### How to complete this task:
Which lines in the records below contain the word "ShortcutsWidget"? Report each of them.

----

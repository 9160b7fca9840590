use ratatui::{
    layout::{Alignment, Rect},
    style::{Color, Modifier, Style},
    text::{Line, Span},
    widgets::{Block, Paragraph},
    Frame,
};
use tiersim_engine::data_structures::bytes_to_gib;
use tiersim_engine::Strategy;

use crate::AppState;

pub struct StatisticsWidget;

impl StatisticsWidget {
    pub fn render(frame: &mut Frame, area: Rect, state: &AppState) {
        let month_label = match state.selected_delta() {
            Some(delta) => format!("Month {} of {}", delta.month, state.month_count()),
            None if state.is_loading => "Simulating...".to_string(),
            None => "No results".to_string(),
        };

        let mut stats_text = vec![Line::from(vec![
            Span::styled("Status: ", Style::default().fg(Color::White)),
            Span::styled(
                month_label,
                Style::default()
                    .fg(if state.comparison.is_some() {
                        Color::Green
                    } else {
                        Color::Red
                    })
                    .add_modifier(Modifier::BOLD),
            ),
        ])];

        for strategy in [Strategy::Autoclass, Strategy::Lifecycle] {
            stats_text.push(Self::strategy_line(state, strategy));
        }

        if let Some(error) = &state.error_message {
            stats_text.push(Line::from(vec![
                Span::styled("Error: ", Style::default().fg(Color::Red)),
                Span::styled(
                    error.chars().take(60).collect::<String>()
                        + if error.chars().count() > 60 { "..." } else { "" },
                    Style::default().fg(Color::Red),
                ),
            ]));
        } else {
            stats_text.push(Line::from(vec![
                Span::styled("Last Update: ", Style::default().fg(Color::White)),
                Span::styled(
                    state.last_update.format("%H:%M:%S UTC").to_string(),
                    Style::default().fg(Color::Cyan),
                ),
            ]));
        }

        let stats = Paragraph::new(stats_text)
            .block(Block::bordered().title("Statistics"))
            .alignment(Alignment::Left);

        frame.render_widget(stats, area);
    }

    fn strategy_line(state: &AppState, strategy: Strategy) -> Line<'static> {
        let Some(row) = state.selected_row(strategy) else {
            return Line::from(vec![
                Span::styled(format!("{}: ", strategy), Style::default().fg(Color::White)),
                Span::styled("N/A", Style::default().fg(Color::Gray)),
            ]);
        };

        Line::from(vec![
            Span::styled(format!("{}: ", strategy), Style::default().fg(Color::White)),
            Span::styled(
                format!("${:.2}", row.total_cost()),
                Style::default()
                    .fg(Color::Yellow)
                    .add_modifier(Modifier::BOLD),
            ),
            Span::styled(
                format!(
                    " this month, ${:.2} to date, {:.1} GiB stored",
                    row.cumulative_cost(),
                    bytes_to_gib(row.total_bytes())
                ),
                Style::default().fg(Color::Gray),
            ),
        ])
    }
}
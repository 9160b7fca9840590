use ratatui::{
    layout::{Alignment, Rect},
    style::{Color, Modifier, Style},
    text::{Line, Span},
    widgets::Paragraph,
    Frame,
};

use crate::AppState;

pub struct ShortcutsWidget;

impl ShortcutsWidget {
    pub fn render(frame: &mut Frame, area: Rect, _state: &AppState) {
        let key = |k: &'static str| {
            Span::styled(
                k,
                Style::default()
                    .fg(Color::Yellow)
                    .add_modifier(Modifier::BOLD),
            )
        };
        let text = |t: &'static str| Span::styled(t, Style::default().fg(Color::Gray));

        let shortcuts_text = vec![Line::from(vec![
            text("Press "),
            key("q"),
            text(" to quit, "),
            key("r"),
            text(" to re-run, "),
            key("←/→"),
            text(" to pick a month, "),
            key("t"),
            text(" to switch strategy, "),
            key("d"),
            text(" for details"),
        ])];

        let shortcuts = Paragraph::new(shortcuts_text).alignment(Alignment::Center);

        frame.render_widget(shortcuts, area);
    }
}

----

### The answer:
pub struct ShortcutsWidget;
impl ShortcutsWidget {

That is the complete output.